##### EXTRACTED INFORMATION

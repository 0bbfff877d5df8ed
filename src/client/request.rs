//! Wire request assembly.
//!
//! [`build_request`] is a pure function from a target description to a
//! ready-to-send request: same descriptor in, byte-identical request out.

use std::time::Duration;

use reqwest::header::{HeaderMap, HeaderName, HeaderValue, CACHE_CONTROL, CONTENT_TYPE};
use url::Url;

use crate::error::{ApiError, Result};
use crate::target::{Body, Encoding, Method, QueryItem, Target};

/// A fully resolved request, ready for exactly one transport submission.
#[derive(Debug, Clone)]
pub struct WireRequest {
    /// HTTP method.
    pub method: Method,
    /// Absolute URL, query string included.
    pub url: Url,
    /// Headers as they will be sent.
    pub headers: HeaderMap,
    /// Encoded body bytes, if any.
    pub body: Option<Vec<u8>>,
    /// Per-request timeout.
    pub timeout: Duration,
}

/// Builds the wire request for a target.
///
/// The target's own base URL wins over `fallback_base` (typically the
/// client's configured base). With neither present, or with an unparsable
/// base, this fails with [`ApiError::InvalidUrl`]; body serialization and
/// header assembly failures surface as [`ApiError::Encoding`].
pub fn build_request(target: &dyn Target, fallback_base: Option<&Url>) -> Result<WireRequest> {
    let mut url = match target.base_url() {
        Some(raw) => Url::parse(raw).map_err(|_| ApiError::InvalidUrl)?,
        None => fallback_base.cloned().ok_or(ApiError::InvalidUrl)?,
    };

    append_path(&mut url, target.path())?;

    let mut headers = HeaderMap::new();
    for (key, value) in target.headers() {
        let name = HeaderName::from_bytes(key.as_bytes())
            .map_err(|e| ApiError::encoding(format!("invalid header name '{key}': {e}")))?;
        let value = HeaderValue::from_str(&value)
            .map_err(|e| ApiError::encoding(format!("invalid value for header '{key}': {e}")))?;
        headers.insert(name, value);
    }

    if target.encoding() == Encoding::Json {
        headers.insert(CONTENT_TYPE, HeaderValue::from_static("application/json"));
    }
    // Every dispatch is a fresh network fetch; never serve from a cache.
    headers.insert(CACHE_CONTROL, HeaderValue::from_static("no-cache"));

    let body = match target.body() {
        None => None,
        Some(Body::Raw(bytes)) => Some(bytes),
        Some(Body::Json(value)) => Some(
            serde_json::to_vec(&value).map_err(|e| ApiError::encoding(e.to_string()))?,
        ),
    };

    let query = render_query(&target.query_items());
    if !query.is_empty() {
        url.set_query(Some(&query));
    }

    Ok(WireRequest {
        method: target.method(),
        url,
        headers,
        body,
        timeout: target.timeout(),
    })
}

/// Appends `path` to the URL segment by segment, so joining never
/// duplicates or drops separating slashes.
fn append_path(url: &mut Url, path: &str) -> Result<()> {
    if path.is_empty() {
        return Ok(());
    }
    let mut segments = url.path_segments_mut().map_err(|_| ApiError::InvalidUrl)?;
    segments.pop_if_empty();
    segments.extend(path.split('/').filter(|s| !s.is_empty()));
    Ok(())
}

/// Renders query items in order, percent-encoding keys and values.
/// Value-less items become a bare key.
fn render_query(items: &[QueryItem]) -> String {
    items
        .iter()
        .map(|item| match &item.value {
            Some(value) => format!(
                "{}={}",
                urlencoding::encode(&item.key),
                urlencoding::encode(value)
            ),
            None => urlencoding::encode(&item.key).into_owned(),
        })
        .collect::<Vec<_>>()
        .join("&")
}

##########

* _ABOUT THIS TASK_
The stopping point is the line containing "use url::Url;". Reproduce exactly every line of the material from the first through that one.

* _COMPLETED EXERCISE_
repository 0bbfff877d5df8ed
filename src/client/request.rs
//! Wire request assembly.
//!
//! [`build_request`] is a pure function from a target description to a
//! ready-to-send request: same descriptor in, byte-identical request out.

use std::time::Duration;

use reqwest::header::{HeaderMap, HeaderName, HeaderValue, CACHE_CONTROL, CONTENT_TYPE};
use url::Url;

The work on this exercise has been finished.